PROMPT: Among the entries below, find the lines that hold the word "text" and report them.

= = = = = = =

pub mod types;
pub mod utils;
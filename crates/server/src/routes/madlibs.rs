use std::collections::HashMap;

use axum::extract::Form;
use axum::response::Html;
use tracing::info;

use service::story::STORY;

fn escape_html(input: &str) -> String {
    input
        .replace('&', "&amp;")
        .replace('<', "&lt;")
        .replace('>', "&gt;")
}

fn page(title: &str, body: &str) -> Html<String> {
    Html(format!(
        "<!doctype html>\n<html>\n<head><title>{title}</title></head>\n<body>\n{body}\n</body>\n</html>\n"
    ))
}

/// Form page listing one text input per story prompt.
pub async fn home() -> Html<String> {
    let inputs = STORY
        .prompts()
        .iter()
        .map(|prompt| {
            format!("<label>{prompt}: <input type=\"text\" name=\"{prompt}\"></label><br>\n")
        })
        .collect::<String>();
    let body = format!(
        "<h1>Madlibs!</h1>\n<form method=\"post\" action=\"/story\">\n{inputs}<button type=\"submit\">Build my story</button>\n</form>"
    );
    page("Madlibs", &body)
}

/// Substitute the submitted answers into the story template.
pub async fn show_story(Form(answers): Form<HashMap<String, String>>) -> Html<String> {
    let text = STORY.generate(&answers);
    info!(answers = answers.len(), "generated story");
    let body = format!("<h1>Your story</h1>\n<p>{}</p>\n<a href=\"/home\">Play again</a>", escape_html(&text));
    page("Your story", &body)
}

= = = = = = =

ANSWER TO THE EXERCISE:
/// Form page listing one text input per story prompt.
            format!("<label>{prompt}: <input type=\"text\" name=\"{prompt}\"></label><br>\n")
    let text = STORY.generate(&answers);
    let body = format!("<h1>Your story</h1>\n<p>{}</p>\n<a href=\"/home\">Play again</a>", escape_html(&text));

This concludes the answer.